VSWR & Standing Waves
Voltage Standing Wave Ratio (VSWR) is a measure of how efficiently radio-frequency power is transmitted from a power source, through a transmission line, into a load.
The Physics of Reflection
When an RF signal travels down a transmission line (like a coaxial cable), it expects the load at the end (like an antenna) to have the exact same impedance as the cable (typically 50Ω). If the impedances match perfectly, 100% of the energy is transferred.
However, if there is an impedance mismatch, some of the energy "bounces" off the load and travels backward toward the source. This is the Reflected Wave.
The Standing Wave
As the forward (incident) wave and backward (reflected) wave cross paths, they interfere with each other. Because the waves are moving at the same frequency in opposite directions, the resulting interference pattern appears to "stand still" in place.
The Math
Γ = (Z_L - Z_0) / (Z_L + Z_0)
VSWR = (1 + |Γ|) / (1 - |Γ|)
Return Loss (dB) = -20 * log10(|Γ|)
Simulation Controls
Legend
Transmission Line View ANIMATING AT 60FPS
Antenna Resonance Profile MAGNITUDE & RETURN LOSS
Open vs. Short Circuits (Phase Reversal)
The magnitude of the reflection coefficient (|Γ|) tells you how much power is reflected. The phase of the reflection tells you how the wave interacts at the physical boundary. Try clicking the Preset buttons above to observe this!

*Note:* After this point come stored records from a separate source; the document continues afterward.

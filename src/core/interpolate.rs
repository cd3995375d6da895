//! Plain `%{var}` interpolation against the lookup scope.
//!
//! This is the non-delegating string substitution applied to answer strings
//! and mapping keys. Unknown variables interpolate to the empty string, which
//! also makes hierarchy levels like `nodes/%{node}` collapse to an ignorable
//! entry when the variable is absent from the scope.

use std::sync::LazyLock;

use regex::{Captures, Regex};

use crate::core::types::Scope;

static VARIABLE_REGEX: LazyLock<Regex> = LazyLock::new(|| Regex::new(r"%\{([^}]+)\}").unwrap());

/// Replace every `%{name}` occurrence with the scope value for `name`.
pub fn interpolate(input: &str, scope: &Scope) -> String {
    if !input.contains("%{") {
        return input.to_string();
    }

    VARIABLE_REGEX
        .replace_all(input, |caps: &Captures| {
            let name = caps[1].trim();
            scope.get(name).cloned().unwrap_or_default()
        })
        .into_owned()
}
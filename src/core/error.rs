//! Error types for lookup resolution.
//!
//! The core engine reports failures as [`LookupError`] values via `thiserror`.
//! The CLI layer wraps these with `anyhow` for user-facing diagnostics.

use thiserror::Error;

/// Errors that abort a lookup call or registry construction.
///
/// Document-load failures and unregistered delegation targets are deliberately
/// NOT errors: they are recovered locally (empty document / literal
/// pass-through) and only logged.
#[derive(Debug, Error)]
pub enum LookupError {
    /// The lookup key could not be parsed into path segments.
    #[error("syntax error in key '{key}'")]
    Syntax { key: String },

    /// A data source produced a value whose type disagrees with the
    /// requested resolution strategy.
    #[error("type mismatch: expected {expected} and got {found}")]
    TypeMismatch {
        expected: &'static str,
        found: &'static str,
    },

    /// Tail-path descent hit a segment the merged answer does not contain.
    #[error("subkey '{segment}' not found")]
    SubkeyNotFound { segment: String },

    /// A configured backend names an implementation class the factory does
    /// not know. Fatal to router construction.
    #[error("'{name}' is not a known backend class")]
    UnknownBackendClass { name: String },

    /// Malformed backend or router configuration. Fatal to construction.
    #[error("invalid settings: {message}")]
    InvalidSettings { message: String },
}

impl LookupError {
    /// Create a syntax error for the given raw key.
    pub fn syntax(key: impl Into<String>) -> Self {
        Self::Syntax { key: key.into() }
    }

    /// Create an invalid-settings error from any displayable message.
    pub fn invalid_settings(message: impl Into<String>) -> Self {
        Self::InvalidSettings {
            message: message.into(),
        }
    }
}

/// Convenience alias used throughout the core.
pub type Result<T> = std::result::Result<T, LookupError>;
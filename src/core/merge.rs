//! Combining mapping answers across data sources.
//!
//! Under the hash strategy, every data source defining the key contributes a
//! mapping and the running answer is a deep merge of all of them. Sources
//! are visited highest priority first, so on a conflict the value already in
//! the running answer wins: scalar leaves from earlier sources shadow later
//! ones, nested mappings merge recursively.

use serde_json::{Map, Value};

use crate::core::types::ResolutionType;

/// Merge a newly found mapping into the running answer.
///
/// `existing` holds data from earlier (higher priority) sources and wins on
/// conflicts. With the `deeper` merge behavior, conflicting arrays are
/// concatenated (higher priority elements first) instead of shadowed.
pub fn merge_answer(
    new: Map<String, Value>,
    existing: Map<String, Value>,
    resolution: &ResolutionType,
) -> Map<String, Value> {
    let deep_arrays = resolution.merge_behavior() == Some("deeper");
    merge_maps(new, existing, deep_arrays)
}

fn merge_maps(
    new: Map<String, Value>,
    mut existing: Map<String, Value>,
    deep_arrays: bool,
) -> Map<String, Value> {
    let mut merged = Map::new();

    for (key, mine) in new {
        let value = match existing.remove(&key) {
            Some(theirs) => combine(mine, theirs, deep_arrays),
            None => mine,
        };
        merged.insert(key, value);
    }

    // Keys only the higher priority sources define.
    for (key, theirs) in existing {
        merged.insert(key, theirs);
    }

    merged
}

fn combine(mine: Value, theirs: Value, deep_arrays: bool) -> Value {
    match (mine, theirs) {
        (Value::Object(new), Value::Object(existing)) => {
            Value::Object(merge_maps(new, existing, deep_arrays))
        }
        (Value::Array(new), Value::Array(mut existing)) if deep_arrays => {
            existing.extend(new);
            Value::Array(existing)
        }
        (_, theirs) => theirs,
    }
}
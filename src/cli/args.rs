//! CLI argument definitions using clap.
//!
//! ## Commands
//!
//! - `lookup`: Resolve a key across the configured hierarchy
//! - `sources`: Show the data sources consulted for a scope
//! - `init`: Initialize a tier settings file

use std::path::PathBuf;

use clap::{Args, CommandFactory, Parser, Subcommand, ValueEnum};

use crate::core::ResolutionType;

#[derive(Debug, Parser)]
#[command(author, version, about, long_about = None)]
pub struct Arguments {
    #[command(subcommand)]
    pub command: Option<Command>,
}

impl Arguments {
    /// Check if a command was provided, otherwise print help and return None.
    pub fn with_command_or_help(self) -> Option<Self> {
        if self.command.is_none() {
            Self::command().print_help().ok();
            None
        } else {
            Some(self)
        }
    }

    /// Get the verbose flag from the command's common args.
    pub fn verbose(&self) -> bool {
        match &self.command {
            Some(Command::Lookup(cmd)) => cmd.args.verbose,
            Some(Command::Sources(cmd)) => cmd.args.verbose,
            Some(Command::Init) | None => false,
        }
    }
}

/// Common arguments shared by all commands.
#[derive(Debug, Clone, Args)]
pub struct CommonArgs {
    /// Settings file path (overrides discovery)
    #[arg(long)]
    pub config: Option<PathBuf>,

    /// Scope variable as NAME=VALUE (repeatable)
    #[arg(short = 's', long = "scope", value_name = "NAME=VALUE")]
    pub scope: Vec<String>,

    /// Load scope variables from a JSON file
    #[arg(long)]
    pub scope_file: Option<PathBuf>,

    /// Data directory (overrides settings file)
    #[arg(long)]
    pub datadir: Option<PathBuf>,

    /// Enable verbose output
    #[arg(short, long)]
    pub verbose: bool,
}

/// How values found across hierarchy levels are combined.
#[derive(Debug, Clone, Copy, PartialEq, Eq, ValueEnum)]
pub enum ResolutionArg {
    /// Return the first value found
    First,
    /// Collect values from every level into a list
    Array,
    /// Deep-merge mapping values from every level
    Hash,
}

impl From<ResolutionArg> for ResolutionType {
    fn from(arg: ResolutionArg) -> Self {
        match arg {
            ResolutionArg::First => ResolutionType::First,
            ResolutionArg::Array => ResolutionType::Array,
            ResolutionArg::Hash => ResolutionType::Hash,
        }
    }
}

#[derive(Debug, Args)]
pub struct LookupCommand {
    /// The key to resolve, e.g. `db.host` or `db."driver.options"`
    pub key: String,

    /// Resolution strategy across hierarchy levels
    #[arg(long, value_enum, default_value = "first")]
    pub resolution: ResolutionArg,

    /// Consult this data source before the configured hierarchy
    #[arg(long)]
    pub order_override: Option<String>,

    #[command(flatten)]
    pub args: CommonArgs,
}

#[derive(Debug, Args)]
pub struct SourcesCommand {
    /// Emit the source list as JSON instead of the human-readable table
    #[arg(long)]
    pub json: bool,

    #[command(flatten)]
    pub args: CommonArgs,
}

#[derive(Debug, Subcommand)]
pub enum Command {
    /// Look up a key across the configured hierarchy
    Lookup(LookupCommand),
    /// Show the data sources that would be consulted for a scope
    Sources(SourcesCommand),
    /// Initialize a new .tierrc.json settings file
    Init,
}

- Short Circuit (0Ω): If you short the end of the cable, the voltage at that exact physical point must be zero. To enforce this physical boundary condition, the reflected wave must invert its phase completely (180° shift) so it perfectly cancels out the incoming wave at the load. This creates a voltage node (zero point) exactly at the black LOAD line.
- Open Circuit (∞Ω): If the cable is left completely open, current cannot flow off the end, so the current must be zero. The voltage, however, reflects perfectly in-phase (0° shift) and stacks directly on top of the incoming wave. This creates a voltage antinode (peak) exactly at the load, where the voltage physically doubles!
- Matched Load (50Ω): A perfect match absorbs the wave entirely. |Γ| is 0, so there is no reflected wave and therefore no standing wave pattern.
Why does VSWR matter?
- Power Loss: Reflected energy is energy that isn't radiated by your antenna. A VSWR of 3.0 means 25% of your transmitter power is completely wasted.
- Transmitter Damage: That reflected energy travels straight back into your amplifier. High VSWR can cause voltage spikes that permanently fry output transistors.
- Signal Distortion: In digital communications, reflections cause "ghosting" and symbol interference, destroying your data throughput.